The memory map layout is implemented by connecting data memory reads and writes to peripherals as seen here. PipelineC provides hooks for working with busses like AXI via the Shared Resource Bus library.

Shared Resource Bus Summary

The arbitration of managers (M) / 'hosts' making requests to and receiving responses from subordinates (S) / 'devices' is common in SoC design. PipelineC's Shared Resource Bus provides the handshaking based infrastructure for connecting multiple hosts and devices.

In this design I2S, VGA, and the CPU act as hosts making requests to read and write the shared off chip DDR memory. For example, the CPU connects to the AXI bus for the Xilinx DDR controller axi_xil_mem here in the memory map.

Input Samples

Building on previous work with an I2S PMOD this design adapts the handshake of I2S samples to(transmit/output audio) and from(receive/input audio) the PMOD into reads(of TX data) and writes(of RX data) over the AXI shared resource bus leading to off chip memory.

The data path of audio samples into DDR memory and back out again was proved out in i2s_axi_loopback.c as documented on Discord.

In the full design as audio samples pass through the DDR-loopback the CPU is able to get a copy of the received samples.

The lowest level of code wraps the memory mapped registers where the samples descriptors are read from hardware FIFOs.

void i2s_rx_out_desc_READ(axi_descriptor_t* desc_out){
  // Wait for valid data to show up
  while(!mm_handshake_valid->i2s_rx_out_desc){}
  // Copy the data to output
  *desc_out = mm_handshake_data->i2s_rx_out_desc;
  // Signal done with data
  mm_handshake_valid->i2s_rx_out_desc = 0;
}

From there another wrapper layer does some pointer math to output an array of samples as they reside in DDR memory. Reads and writes of samples at those addresses is mapped to transactions over the shared resource AXI bus.

void i2s_read(i2s_sample_in_mem_t** samples_ptr_out, int* n_samples_out){
  // Read description of samples in memory
  axi_descriptor_t samples_desc;
  i2s_rx_out_desc_READ(&samples_desc);
  // gets pointer to samples in AXI DDR memory
  i2s_sample_in_mem_t* samples = (i2s_sample_in_mem_t*)(samples_desc.addr + MMIO_AXI0_ADDR);
  // and number of samples (in u32 word count)
  int n_samples = (samples_desc.num_words*sizeof(uint32_t))/sizeof(i2s_sample_in_mem_t);
  // return outputs
  *samples_ptr_out = samples;
  *n_samples_out = n_samples;
}

Output Display

Building on previous work with a VGA PMOD that is connected to AXI DDR memory via a shared resource bus, this design also has a small state machine doing AXI reads to queue up frame buffer pixels from DDR memory. These pixels are streamed out as VGA timing chases the beam.
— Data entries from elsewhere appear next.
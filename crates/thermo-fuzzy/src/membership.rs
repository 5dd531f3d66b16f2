//! Membership function shapes.
//!
//! A membership function maps a crisp sensor reading to a degree of
//! membership in `[0, 1]`. Evaluation is total: any finite input yields a
//! valid degree, and inputs outside the support yield exactly 0.

use serde::{Deserialize, Serialize};

use crate::error::{FuzzyError, FuzzyResult};

/// A shaped membership function over a crisp input domain.
///
/// Parameters must satisfy `a <= b <= c` (triangular) or `a <= b <= c <= d`
/// (trapezoidal). A zero-width ascent or descent (`a == b`, `c == d`) is a
/// vertical step: membership jumps between 0 and 1 at that point instead of
/// interpolating.
#[derive(Debug, Clone, Copy, PartialEq, Serialize, Deserialize)]
#[serde(tag = "type", rename_all = "snake_case")]
pub enum MembershipFunction {
    /// Ascends from 0 at `a` to 1 at `b`, descends back to 0 at `c`.
    Triangular { a: f64, b: f64, c: f64 },
    /// Ascends from 0 at `a` to 1 at `b`, plateaus until `c`, descends to 0 at `d`.
    Trapezoidal { a: f64, b: f64, c: f64, d: f64 },
}

impl MembershipFunction {
    /// Checked triangular constructor.
    pub fn triangular(a: f64, b: f64, c: f64) -> FuzzyResult<Self> {
        let mf = Self::Triangular { a, b, c };
        mf.validate()?;
        Ok(mf)
    }

    /// Checked trapezoidal constructor.
    pub fn trapezoidal(a: f64, b: f64, c: f64, d: f64) -> FuzzyResult<Self> {
        let mf = Self::Trapezoidal { a, b, c, d };
        mf.validate()?;
        Ok(mf)
    }

    /// Check the parameter ordering invariant.
    ///
    /// Deserialized shapes bypass the checked constructors, so rule-base
    /// compilation calls this on every stored function.
    pub fn validate(&self) -> FuzzyResult<()> {
        match *self {
            Self::Triangular { a, b, c } => {
                if !(a.is_finite() && b.is_finite() && c.is_finite()) {
                    return Err(FuzzyError::Membership(format!(
                        "triangular({a}, {b}, {c}): parameters must be finite"
                    )));
                }
                if !(a <= b && b <= c) {
                    return Err(FuzzyError::Membership(format!(
                        "triangular({a}, {b}, {c}): requires a <= b <= c"
                    )));
                }
            }
            Self::Trapezoidal { a, b, c, d } => {
                if !(a.is_finite() && b.is_finite() && c.is_finite() && d.is_finite()) {
                    return Err(FuzzyError::Membership(format!(
                        "trapezoidal({a}, {b}, {c}, {d}): parameters must be finite"
                    )));
                }
                if !(a <= b && b <= c && c <= d) {
                    return Err(FuzzyError::Membership(format!(
                        "trapezoidal({a}, {b}, {c}, {d}): requires a <= b <= c <= d"
                    )));
                }
            }
        }
        Ok(())
    }

    /// Evaluate the degree of membership of a crisp value.
    ///
    /// Total over any numeric input; the result is clamped to `[0, 1]`.
    /// Each division below is guarded structurally: the branch conditions
    /// guarantee a nonzero span, so degenerate parameters take the step
    /// branches instead of dividing by zero.
    pub fn evaluate(&self, x: f64) -> f64 {
        let degree = match *self {
            Self::Triangular { a, b, c } => {
                if x < a || x > c {
                    0.0
                } else if x < b {
                    (x - a) / (b - a)
                } else if x > b {
                    (c - x) / (c - b)
                } else {
                    1.0
                }
            }
            Self::Trapezoidal { a, b, c, d } => {
                if x < a || x > d {
                    0.0
                } else if x < b {
                    (x - a) / (b - a)
                } else if x <= c {
                    1.0
                } else {
                    (d - x) / (d - c)
                }
            }
        };
        degree.clamp(0.0, 1.0)
    }

    /// The interval outside which membership is exactly 0.
    pub fn support(&self) -> (f64, f64) {
        match *self {
            Self::Triangular { a, c, .. } => (a, c),
            Self::Trapezoidal { a, d, .. } => (a, d),
        }
    }
}

#[cfg(test)]
mod tests {
    use super::*;

    #[test]
    fn triangular_shape() {
        let mf = MembershipFunction::triangular(22.0, 25.0, 28.0).unwrap();
        assert_eq!(mf.evaluate(25.0), 1.0);
        assert_eq!(mf.evaluate(23.5), 0.5);
        assert_eq!(mf.evaluate(26.5), 0.5);
        assert_eq!(mf.evaluate(22.0), 0.0);
        assert_eq!(mf.evaluate(28.0), 0.0);
    }

    #[test]
    fn trapezoidal_shape() {
        let mf = MembershipFunction::trapezoidal(15.0, 18.0, 22.0, 25.0).unwrap();
        assert_eq!(mf.evaluate(20.0), 1.0);
        assert_eq!(mf.evaluate(16.5), 0.5);
        assert_eq!(mf.evaluate(23.5), 0.5);
        assert_eq!(mf.evaluate(14.0), 0.0);
        assert_eq!(mf.evaluate(26.0), 0.0);
    }

    #[test]
    fn zero_outside_support() {
        let tri = MembershipFunction::triangular(0.0, 5.0, 10.0).unwrap();
        let trap = MembershipFunction::trapezoidal(0.0, 2.0, 8.0, 10.0).unwrap();
        for x in [-100.0, -0.001, 10.001, 1e9] {
            assert_eq!(tri.evaluate(x), 0.0);
            assert_eq!(trap.evaluate(x), 0.0);
        }
    }

    #[test]
    fn always_in_unit_interval() {
        let mf = MembershipFunction::trapezoidal(0.0, 10.0, 30.0, 40.0).unwrap();
        let mut x = -50.0;
        while x <= 90.0 {
            let v = mf.evaluate(x);
            assert!((0.0..=1.0).contains(&v), "evaluate({x}) = {v}");
            x += 0.25;
        }
    }

    #[test]
    fn degenerate_span_is_a_step() {
        // a == b: instantaneous ascent.
        let mf = MembershipFunction::triangular(5.0, 5.0, 10.0).unwrap();
        assert_eq!(mf.evaluate(4.999), 0.0);
        assert_eq!(mf.evaluate(5.0), 1.0);
        assert_eq!(mf.evaluate(7.5), 0.5);

        // c == d: instantaneous descent.
        let mf = MembershipFunction::trapezoidal(0.0, 2.0, 8.0, 8.0).unwrap();
        assert_eq!(mf.evaluate(8.0), 1.0);
        assert_eq!(mf.evaluate(8.001), 0.0);
    }

    #[test]
    fn rejects_bad_ordering() {
        assert!(MembershipFunction::triangular(5.0, 2.0, 10.0).is_err());
        assert!(MembershipFunction::trapezoidal(0.0, 4.0, 3.0, 10.0).is_err());
        assert!(MembershipFunction::triangular(0.0, f64::NAN, 1.0).is_err());
    }

    #[test]
    fn serde_tagged_roundtrip() {
        let mf = MembershipFunction::trapezoidal(25.0, 28.0, 35.0, 40.0).unwrap();
        let toml_str = toml::to_string(&mf).unwrap();
        assert!(toml_str.contains("type = \"trapezoidal\""));
        let back: MembershipFunction = toml::from_str(&toml_str).unwrap();
        assert_eq!(back, mf);
    }
}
The CPU interface for the frame buffer simply reads and writes an array of pixels that have been memory mapped to the AXI shared resource bus.

static volatile pixel_t* FB0 = (pixel_t*)FB0_ADDR;
pixel_t frame_buf_read(uint16_t x, uint16_t y)
{
  return FB0[pos_to_pixel_index(x,y)];
}
void frame_buf_write(uint16_t x, uint16_t y, pixel_t pixel)
{
  FB0[pos_to_pixel_index(x,y)] = pixel;
}

Using these functions to read and write individual pixels the full final output image is drawn with three helper functions:

void drawRect(int start_x, int start_y, int end_x, int end_y, uint8_t color);
void draw_spectrum(int width, int height, fft_data_t* pwr_bins);
void draw_waveform(int width, int height, int line_width, fft_in_t* input_samples);

Drawing a rectangle drawRect iterates over an x,y range to fill in the required pixels with a color (grayscale for now). Frame buffer reads and writes are AXI bus transactions to uncached off chip DDR memory. This is substantially slower than on chip BRAM or register access. For that reason it was important that draw_spectrum and draw_waveform do as few frame buffer operations as possible.

draw_waveform relatively simply scales the audio samples time domain signal into points(rectangles of some line width) in the upper half of the frame (time in x pixels, amplitude into y pixels). draw_spectrum does something similar to draw the spectrum as series of narrow rectangles. The power in each bin is used to calculate the y-pixels height of each bar.

In both cases, for the line position in time domain waveform, and for the bar height of the spectrum bin, the helper functions maintain a static local variable of the last drawn height/position. As such, when new time domain samples and frequency spectrum values need to be drawn to the screen only the changed new pixels are written.

FFT Algorithm

The input to this algorithm is a power of two (N=1024) sized array of input samples (complex values, in the case of audio, imaginary part=0).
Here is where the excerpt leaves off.